Il aurait pu expliquer les circonstances de son acte gratuit, la colère, mais on ne lui demande rien, au jeune homme. Il est là, en chemise et en jeans, c’est un voleur, c’est tout ce que le directeur et le commissaire voient à ce moment-là, et alors ils ne veulent rien savoir d’autre. Le commissaire enregistre la plainte déposée par le directeur du magasin, il appelle le parquet, la plainte sera poursuivie, le magistrat le dit au téléphone.
Alors, le jeune homme se tait. Il ne dira rien. Demain, il part en vacances avec sa mère, il ne le lui avouera qu’une fois la frontière atteinte pour ne pas gâcher les vacances, parce qu’il n’y a plus rien d’autre à faire. Le jeune homme a découvert le même été qu’il était majeur, bachelier, et que son père était irresponsable. Mais il ne dit rien au commissariat. Dans la boutique de luxe moi, tout manteau que je suis, je l’avais deviné que malgré sa haute taille, sa mèche sur le front et sa démarche fauve presque royale, c’était une bête blessée, un pauvre gosse. C’est pour cela que j’avais voulu me donner à lui pour rien, pour l’accompagner, lui tenir chaud, lui redonner le sourire et faire surtout qu’il se sente moins seul, moins triste. Oui, j’aurais voulu lui appartenir pour qu’il se sente moins vide et qu’il reprenne confiance en lui.
Mais on ne m’a rien demandé. On m’a abandonné sur une chaise. Je suis la victime séduite et abandonnée. Moi je suis triste comme un orphelin que l’on mettra au service des rebuts car on ne retouche pas un manteau de luxe.
Dans toutes les fibres de ma matière moelleuse, je frémis car je sais que je suis l’acte manqué, je suis quelque part le manteau neuf que rêve d’avoir tout jeune homme fils unique qui n’a pas de frère aîné !
La Petite Possédée
Il était une fois une fillette possédée par des papillons.
A sa puberté, elle voit s’écouler d’elle régulièrement et mensuellement un cortège de petits papes, qui comme les petits moines joliment dénommés moinillons sont alors appelés les papillons.

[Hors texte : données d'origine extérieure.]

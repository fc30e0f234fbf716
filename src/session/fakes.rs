//! In-memory collaborators shared by the session tests.

use std::collections::VecDeque;
use std::sync::{Arc, Mutex};

use async_trait::async_trait;
use serde_json::json;
use tokio::sync::Notify;
use url::Url;

use crate::config::SessionConfig;
use crate::error::{ProviderError, TenantApiError};
use crate::host::{MemoryCookieJar, MemoryLocation};
use crate::net::{IdentityProvider, ProviderSession, RefreshedSession, TenantApi, TenantConfigResponse};
use crate::session::{Collaborators, SessionContext};
use crate::storage::MemoryStorage;
use crate::token;

pub(crate) fn jwt(sub: &str, expires_in: u64) -> String {
    token::test_jwt(&json!({
        "sub": sub,
        "email": format!("{sub}@example.com"),
        "exp": token::now_unix() + expires_in,
    }))
}

/// Holds every remote call at its await point until released.
#[derive(Default)]
struct Gate {
    notify: Mutex<Option<Arc<Notify>>>,
}

impl Gate {
    fn hold(&self) -> Arc<Notify> {
        let notify = Arc::new(Notify::new());
        *self.notify.lock().unwrap() = Some(notify.clone());
        notify
    }

    async fn pass(&self) {
        let held = self.notify.lock().unwrap().clone();
        if let Some(notify) = held {
            notify.notified().await;
        }
    }
}

// =============================================================================
// Identity provider
// =============================================================================

#[derive(Default)]
pub(crate) struct FakeIdentity {
    pub callbacks: Mutex<Vec<String>>,
    pub refreshes: Mutex<Vec<String>>,
    callback_results: Mutex<VecDeque<Result<ProviderSession, ProviderError>>>,
    refresh_results: Mutex<VecDeque<Result<RefreshedSession, ProviderError>>>,
    gate: Gate,
}

impl FakeIdentity {
    /// Park subsequent exchanges until the returned handle is notified.
    pub fn hold(&self) -> Arc<Notify> {
        self.gate.hold()
    }

    pub fn on_callback(&self, result: Result<ProviderSession, ProviderError>) {
        self.callback_results.lock().unwrap().push_back(result);
    }

    pub fn on_refresh(&self, result: Result<RefreshedSession, ProviderError>) {
        self.refresh_results.lock().unwrap().push_back(result);
    }

    pub fn callback_count(&self) -> usize {
        self.callbacks.lock().unwrap().len()
    }

    pub fn refresh_count(&self) -> usize {
        self.refreshes.lock().unwrap().len()
    }
}

#[async_trait]
impl IdentityProvider for FakeIdentity {
    async fn handle_callback(&self, code: &str) -> Result<ProviderSession, ProviderError> {
        self.callbacks.lock().unwrap().push(code.to_owned());
        self.gate.pass().await;
        self.callback_results
            .lock()
            .unwrap()
            .pop_front()
            .unwrap_or_else(|| Err(ProviderError::Rejected("unexpected callback".into())))
    }

    async fn refresh_session(&self, refresh_token: &str) -> Result<RefreshedSession, ProviderError> {
        self.refreshes.lock().unwrap().push(refresh_token.to_owned());
        self.gate.pass().await;
        self.refresh_results
            .lock()
            .unwrap()
            .pop_front()
            .unwrap_or_else(|| Err(ProviderError::Rejected("unexpected refresh".into())))
    }
}

// =============================================================================
// Tenant API
// =============================================================================

#[derive(Default)]
pub(crate) struct FakeTenantApi {
    pub tokens: Mutex<Vec<String>>,
    results: Mutex<VecDeque<Result<TenantConfigResponse, TenantApiError>>>,
    gate: Gate,
}

impl FakeTenantApi {
    /// Park subsequent fetches until the returned handle is notified.
    pub fn hold(&self) -> Arc<Notify> {
        self.gate.hold()
    }

    pub fn respond(&self, body: serde_json::Value) {
        let parsed = serde_json::from_value(body).unwrap();
        self.results.lock().unwrap().push_back(Ok(parsed));
    }

    pub fn fail(&self, err: TenantApiError) {
        self.results.lock().unwrap().push_back(Err(err));
    }

    pub fn fetch_count(&self) -> usize {
        self.tokens.lock().unwrap().len()
    }
}

#[async_trait]
impl TenantApi for FakeTenantApi {
    async fn fetch_tenant_config(&self, access_token: &str) -> Result<TenantConfigResponse, TenantApiError> {
        self.tokens.lock().unwrap().push(access_token.to_owned());
        self.gate.pass().await;
        self.results
            .lock()
            .unwrap()
            .pop_front()
            .unwrap_or_else(|| Err(TenantApiError::Status(503)))
    }
}

// =============================================================================
// Harness
// =============================================================================

pub(crate) struct Harness {
    pub local: Arc<MemoryStorage>,
    pub session: Arc<MemoryStorage>,
    pub identity: Arc<FakeIdentity>,
    pub tenant_api: Arc<FakeTenantApi>,
    pub location: Arc<MemoryLocation>,
    pub cookies: Arc<MemoryCookieJar>,
}

impl Harness {
    pub fn new() -> Self {
        Self::at("https://app.example.com/dashboard")
    }

    pub fn at(url: &str) -> Self {
        Self {
            local: Arc::new(MemoryStorage::new()),
            session: Arc::new(MemoryStorage::new()),
            identity: Arc::new(FakeIdentity::default()),
            tenant_api: Arc::new(FakeTenantApi::default()),
            location: Arc::new(MemoryLocation::new(Url::parse(url).unwrap())),
            cookies: Arc::new(MemoryCookieJar::new()),
        }
    }

    pub fn config() -> SessionConfig {
        let mut config = SessionConfig::with_base_url(Url::parse("https://api.example.com").unwrap());
        config.refresh.jitter = std::time::Duration::ZERO;
        config
    }

    pub fn context(&self) -> SessionContext {
        SessionContext::new(
            Self::config(),
            Collaborators {
                local: self.local.clone(),
                session: self.session.clone(),
                identity: self.identity.clone(),
                tenant_api: self.tenant_api.clone(),
                location: self.location.clone(),
                cookies: self.cookies.clone(),
            },
        )
    }
}
use super::*;

// =============================================================================
// parse_token_response
// =============================================================================

#[test]
fn parse_token_response_full() {
    let body = r#"{"access_token":"A","refresh_token":"R","role":"staff","token_type":"bearer","expires_in":3600}"#;
    let parsed = parse_token_response(body).unwrap();
    assert_eq!(parsed.access_token, "A");
    assert_eq!(parsed.refresh_token.as_deref(), Some("R"));
    assert_eq!(parsed.role.as_deref(), Some("staff"));
}

#[test]
fn parse_token_response_without_refresh() {
    let parsed = parse_token_response(r#"{"access_token":"A"}"#).unwrap();
    assert!(parsed.refresh_token.is_none());
    assert!(parsed.role.is_none());
}

#[test]
fn parse_token_response_missing_access_token_is_malformed() {
    let err = parse_token_response(r#"{"refresh_token":"R"}"#).unwrap_err();
    assert!(matches!(err, ProviderError::Malformed(_)));
}

#[test]
fn parse_token_response_not_json_is_malformed() {
    let err = parse_token_response("<html>").unwrap_err();
    assert!(matches!(err, ProviderError::Malformed(_)));
}

// =============================================================================
// classify_failure
// =============================================================================

#[test]
fn classify_4xx_is_rejected_with_description() {
    let err = classify_failure(400, r#"{"error":"invalid_grant","error_description":"refresh token revoked"}"#);
    match err {
        ProviderError::Rejected(reason) => assert_eq!(reason, "refresh token revoked"),
        other => panic!("unexpected {other:?}"),
    }
}

#[test]
fn classify_4xx_falls_back_to_error_code() {
    let err = classify_failure(401, r#"{"error":"invalid_client"}"#);
    assert!(matches!(err, ProviderError::Rejected(ref r) if r == "invalid_client"));
}

#[test]
fn classify_5xx_is_transport() {
    let err = classify_failure(503, "upstream down");
    assert!(matches!(err, ProviderError::Transport(ref r) if r == "status 503"));
}

// =============================================================================
// HttpIdentityProvider construction
// =============================================================================

#[test]
fn http_provider_uses_configured_endpoint() {
    let config = SessionConfig::with_base_url(url::Url::parse("https://api.example.com").unwrap());
    let provider = HttpIdentityProvider::new(&config).unwrap();
    assert_eq!(provider.token_url, "https://api.example.com/auth/v1/token");
    assert_eq!(provider.client_id, "web");
    assert_eq!(provider.redirect_uri, "https://api.example.com/auth/callback");
}
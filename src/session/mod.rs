//! Session lifecycle coordination.
//!
//! SYSTEM CONTEXT
//! ==============
//! Everything here operates on an explicitly-owned [`SessionContext`]: the two
//! stores, the refresh scheduler, and the injected collaborators. A host
//! mounts the context with [`runtime::mount`], which rehydrates the stores and
//! spawns the bootstrap orchestrator, the tenant loader, and the token
//! watcher.
//!
//! DESIGN
//! ======
//! - `bootstrap`: the once-per-mount OAuth callback / gap-fill / refresh
//!   sequence.
//! - `tenant_loader`: the delayed, load-once tenant fetch.
//! - `tenant_fetch`: the single fetch path both of the above share, latched by
//!   the Tenant Store's `is_loading` flag.
//! - `teardown`: the one idempotent way to end a session.

pub mod bootstrap;
pub mod context;
pub mod runtime;
pub mod teardown;
pub mod tenant_fetch;
pub mod tenant_loader;

pub use bootstrap::{BootstrapOrchestrator, BootstrapOutcome, BootstrapPhase};
pub use context::{Collaborators, MountSignal, SessionContext, SessionEpoch};
pub use runtime::{MountedSession, mount};
pub use teardown::{TeardownReason, teardown};
pub use tenant_fetch::{TenantFetchOutcome, fetch_and_apply};
pub use tenant_loader::{LoaderOutcome, TenantLoader};

#[cfg(test)]
pub(crate) mod fakes;
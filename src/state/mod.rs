//! Process-wide session state containers.
//!
//! SYSTEM CONTEXT
//! ==============
//! `credentials` holds the authenticated identity and `tenant` holds the
//! resolved tenant configuration. Neither performs network I/O; both write
//! through to local storage and publish changes on a `watch` channel.

pub mod credentials;
pub mod tenant;

pub use credentials::{AuthPayload, Credential, CredentialStore, Membership, SessionUser, TokenUpdate};
pub use tenant::{LoadingGuard, Plan, TenantConfig, TenantStore};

Ses parents, informés de la curieuse infirmité affligeant leur petite d’une nuée de papillons mal placés, vont consulter, avec elle, de nombreux médecins et psychologues, qui ne savent diagnostiquer qu’une crise aiguë de mysticisme. Ils conseillent de l’emmener tout près, à la Bonne Mère qui préside la ville de Marseille de son aura aurifère, mais le court pèlerinage ne donne rien, et le mois suivant, de l’embouchure du sexe de la fillette pubère, s’envole une autre fois, une nouvelle nuée de papillons. Le prêtre du diocèse recommande alors une visite au Saint-Siège à Rome. La famille prend le train de Marseille à Gênes, en passant par le marché de Vintimille, et s’en va à Rome, où une audience, avec le pape lui-même, leur a été accordée en raison du mystère profond de ce phénomène…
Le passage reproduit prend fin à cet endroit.